Welcome Week to scale back on social events, offer hybrid experience
Alysa Guffey | Tuesday, August 4, 2020
Instead of the annual Welcome Weekend, the Office of Student Affairs and First-Year Advising will hold Welcome Week to safely introduce first-year students and their families to Notre Dame.
Typically, first-year students move in the Friday before classes begin and participate in Welcome Weekend, a Friday through Sunday program that combines social events between dorms with academic sessions involving students and parents. This year, the first-year experience will look different given the risk of large gatherings in the midst of the pandemic.
Lauren Donahue, program director for new student engagement in the Division of Student Affairs, said first-year students and guests were split into two groups with two different move-in dates of Monday or Wednesday. Those with a move-in date of Monday will have programming through Wednesday while those moving in on Wednesday will have programming through Friday.
“Folks can expect to experience the same exact program, no matter if they’re in the blue schedule or the gold schedule, and we are working, and have worked, to provide them experiences that will mirror things that [other] students have experienced,” Donahue said.
In addition to the events once families arrive on campus, the Welcome Week Steering Committee (WWSC) — a group of upperclassmen who work during the summer to plan Welcome Week events — created videos introducing families to important organizations on campus.
“The video series hopes to ease the anxieties and uncertainties that students and families may be facing while navigating their first year at Notre Dame during these unprecedented times,” said Jordan Brown, senior and a member of WWSC, in an email.
Junior and member of WWSC Isaiah Metcalf acknowledged that planning the welcome activities this year was difficult as a result of the health precautions.
“There is a certain loss of personality when activities are moved online, so there was a fine balance we had to find between fostering community and keeping the campus safe,” Metcalf said in an email.
Andrew Whittington, program director for first-year engagement in the Center for University Advising, said an emphasis was also placed on the importance of students’ academic success combined with their extracurricular and spiritual life at Notre Dame for Welcome Week.
“Including opportunities for students to engage with faculty and staff was very essential, as well as celebrating Mass together as kind of a hallmark of our Holy Cross education,” Whittington said. “We believe praying together brings us together in a community in ways that the other things don’t.”
While parents or other guests are expected to leave following the end of their assigned programming, student programming within dorm communities will continue up to the start of classes on Monday. Whittington said he hopes the extra time between move-in and the start of classes will give first-years the opportunity to slow down.
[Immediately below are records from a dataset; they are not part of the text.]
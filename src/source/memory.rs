//! Scripted in-memory source for testing.

use std::collections::VecDeque;

use async_trait::async_trait;

use super::{FilePart, MultipartSource, SourceEvent};

/// Replays a fixed list of events, then `End`.
#[derive(Debug, Default)]
pub struct MemorySource {
    events: VecDeque<SourceEvent>,
    detached: bool,
}

impl MemorySource {
    pub fn new(events: Vec<SourceEvent>) -> Self {
        Self {
            events: events.into(),
            detached: false,
        }
    }

    /// A source carrying only text fields.
    pub fn from_fields<K, V>(fields: impl IntoIterator<Item = (K, V)>) -> Self
    where
        K: Into<String>,
        V: Into<String>,
    {
        Self::new(
            fields
                .into_iter()
                .map(|(k, v)| SourceEvent::field(k, v))
                .collect(),
        )
    }

    pub fn push_field(mut self, key: impl Into<String>, value: impl Into<String>) -> Self {
        self.events.push_back(SourceEvent::field(key, value));
        self
    }

    pub fn push_file(mut self, key: impl Into<String>, part: FilePart) -> Self {
        self.events.push_back(SourceEvent::file(key, part));
        self
    }

    pub fn push(mut self, event: SourceEvent) -> Self {
        self.events.push_back(event);
        self
    }

    /// Whether a parse detached this source after failing.
    pub fn is_detached(&self) -> bool {
        self.detached
    }

    /// Events not yet delivered.
    pub fn remaining(&self) -> usize {
        self.events.len()
    }
}

#[async_trait]
impl MultipartSource for MemorySource {
    async fn next_event(&mut self) -> SourceEvent {
        self.events.pop_front().unwrap_or(SourceEvent::End)
    }

    async fn detach(&mut self) {
        self.detached = true;
        self.events.clear();
    }
}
“If I’m putting myself in the shoes of a first-year student, we have a few more moments in which they can take a breath and find a quiet moment with their roommates, or walk down the hall or walk down the quad and meet someone new,” Whittington said.
The programming within every dorm is run by Welcome Week teams, members of each residence hall who move onto campus early to welcome first years to their dorm communities.
To limit the exposure and spread of COVID-19, student-only programming will not include inter-hall events as in past years, Noble Patidar, co-captain of Keough Hall Welcome Week team, said.
Patidar, a senior who has served on the Welcome Weekend team for the past two years, said although the schedule is different this year, he has high hopes for the experience.
“I’m excited for us to do more close-knit events where kids from different sections [in the hall] get to know each other because the primary source of social interaction this year is probably going to be within your dorm, section to section,” Patidar said.
Metcalf said he feels the dorm programming is one of the strongest aspects of the 2020 Welcome Week and will “help set up a more united dorm culture this year.”
One challenge Patidar said he faced this year was having to cut his Welcome Week team from 18 people to three to comply with University limits on the number of early student move-ins.
“That was tough because all these guys are all-stars of the dorm already, and then you have to cut on top of that, so we literally used a random generator. We couldn’t make the decision,” Patidar said.
According to Donahue, the major theme of Welcome Week is creating an inclusive environment.
“First and foremost, we want to ensure that students who are new to our campus find a sense of belonging and a sense of connection to this place, to people that they encounter in their residence halls and their classrooms,” Donahue said.
Striving for Welcome Week to be a truly welcoming experience for each and every student has led many, including Brown, to have a strong desire to be a part of the Notre Dame tradition.
“I wished to contribute my perspective as a biracial student to create an environment that is focused on inclusion and is comfortable for students, especially for those from underrepresented groups,” Brown said.